=== TASK OBJECTIVE ===
Return every line below exactly.

• • •

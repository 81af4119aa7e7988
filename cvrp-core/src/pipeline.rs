//! Parse, build and persist every dataset in a raw text.

use thiserror::Error;

use crate::{
    DatasetId, InstanceError, InstanceStore, ParseError, Precision, StoreError, parse_records,
};

/// Why one dataset was not prepared.
#[derive(Debug, Error)]
pub enum PreparationFailure {
    /// The block could not be parsed.
    #[error(transparent)]
    Parse(#[from] ParseError),
    /// The parsed records do not form a valid instance.
    #[error("dataset {id}: {source}")]
    Build {
        /// Dataset that failed.
        id: DatasetId,
        /// Builder error.
        #[source]
        source: InstanceError,
    },
    /// The built instance could not be stored.
    #[error(transparent)]
    Store(#[from] StoreError),
}

/// What [`prepare_datasets`] achieved.
#[derive(Debug, Default)]
pub struct PreparationSummary {
    /// Identifiers saved to the store, in input order.
    pub saved: Vec<DatasetId>,
    /// Per-dataset failures, in input order.
    pub failures: Vec<PreparationFailure>,
}

impl PreparationSummary {
    /// Whether every dataset was prepared.
    #[must_use]
    pub fn is_complete(&self) -> bool {
        self.failures.is_empty()
    }
}

/// Parse `raw_text`, build an instance per dataset and save it to `store`.
///
/// A failing dataset is logged and recorded in the summary; the remaining
/// datasets are still prepared.
///
/// # Examples
///
/// ```
/// use cvrp_core::{DatasetId, InstanceStore, MemoryInstanceStore, Precision, prepare_datasets};
///
/// let raw = "Data set #1\n\
///            Vehicle locations :0,0;\n\
///            Target locations :3,4\n\
///            Weights = 2\n\
///            Data set #2\n\
///            Vehicle locations :0,0;\n\
///            Target locations :3,4\n\
///            Weights = x\n";
/// let mut store = MemoryInstanceStore::default();
/// let summary = prepare_datasets(raw, Precision::UNIT, &mut store);
///
/// assert_eq!(summary.saved, vec![DatasetId(1)]);
/// assert_eq!(summary.failures.len(), 1);
/// assert!(store.load(DatasetId(1)).is_ok_and(|found| found.is_some()));
/// ```
pub fn prepare_datasets(
    raw_text: &str,
    precision: Precision,
    store: &mut dyn InstanceStore,
) -> PreparationSummary {
    let mut summary = PreparationSummary::default();
    for block in parse_records(raw_text) {
        let result = block.map_err(PreparationFailure::from).and_then(|dataset| {
            let id = dataset.id;
            let instance = dataset
                .build(precision)
                .map_err(|source| PreparationFailure::Build { id, source })?;
            store.save(id, &instance)?;
            Ok(id)
        });
        match result {
            Ok(id) => summary.saved.push(id),
            Err(failure) => {
                log::warn!("skipping dataset: {failure}");
                summary.failures.push(failure);
            }
        }
    }
    log::info!(
        "prepared {} datasets, {} failed",
        summary.saved.len(),
        summary.failures.len()
    );
    summary
}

• • •

=== EXPECTED ANSWER ===
repository 81af4119aa7e7988
filename cvrp-core/src/pipeline.rs
//! Parse, build and persist every dataset in a raw text.

use thiserror::Error;

use crate::{
    DatasetId, InstanceError, InstanceStore, ParseError, Precision, StoreError, parse_records,
};

/// Why one dataset was not prepared.
#[derive(Debug, Error)]
pub enum PreparationFailure {
    /// The block could not be parsed.
    #[error(transparent)]
    Parse(#[from] ParseError),
    /// The parsed records do not form a valid instance.
    #[error("dataset {id}: {source}")]
    Build {
        /// Dataset that failed.
        id: DatasetId,
        /// Builder error.
        #[source]
        source: InstanceError,
    },
    /// The built instance could not be stored.
    #[error(transparent)]
    Store(#[from] StoreError),
}

/// What [`prepare_datasets`] achieved.
#[derive(Debug, Default)]
pub struct PreparationSummary {
    /// Identifiers saved to the store, in input order.
    pub saved: Vec<DatasetId>,
    /// Per-dataset failures, in input order.
    pub failures: Vec<PreparationFailure>,
}

impl PreparationSummary {
    /// Whether every dataset was prepared.
    #[must_use]
    pub fn is_complete(&self) -> bool {
        self.failures.is_empty()
    }
}

/// Parse `raw_text`, build an instance per dataset and save it to `store`.
///
/// A failing dataset is logged and recorded in the summary; the remaining
/// datasets are still prepared.
///
/// # Examples
///
/// ```
/// use cvrp_core::{DatasetId, InstanceStore, MemoryInstanceStore, Precision, prepare_datasets};
///
/// let raw = "Data set #1\n\
///            Vehicle locations :0,0;\n\
///            Target locations :3,4\n\
///            Weights = 2\n\
///            Data set #2\n\
///            Vehicle locations :0,0;\n\
///            Target locations :3,4\n\
///            Weights = x\n";
/// let mut store = MemoryInstanceStore::default();
/// let summary = prepare_datasets(raw, Precision::UNIT, &mut store);
///
/// assert_eq!(summary.saved, vec![DatasetId(1)]);
/// assert_eq!(summary.failures.len(), 1);
/// assert!(store.load(DatasetId(1)).is_ok_and(|found| found.is_some()));
/// ```
pub fn prepare_datasets(
    raw_text: &str,
    precision: Precision,
    store: &mut dyn InstanceStore,
) -> PreparationSummary {
    let mut summary = PreparationSummary::default();
    for block in parse_records(raw_text) {
        let result = block.map_err(PreparationFailure::from).and_then(|dataset| {
            let id = dataset.id;
            let instance = dataset
                .build(precision)
                .map_err(|source| PreparationFailure::Build { id, source })?;
            store.save(id, &instance)?;
            Ok(id)
        });
        match result {
            Ok(id) => summary.saved.push(id),
            Err(failure) => {
                log::warn!("skipping dataset: {failure}");
                summary.failures.push(failure);
            }
        }
    }
    log::info!(
        "prepared {} datasets, {} failed",
        summary.saved.len(),
        summary.failures.len()
    );
    summary
}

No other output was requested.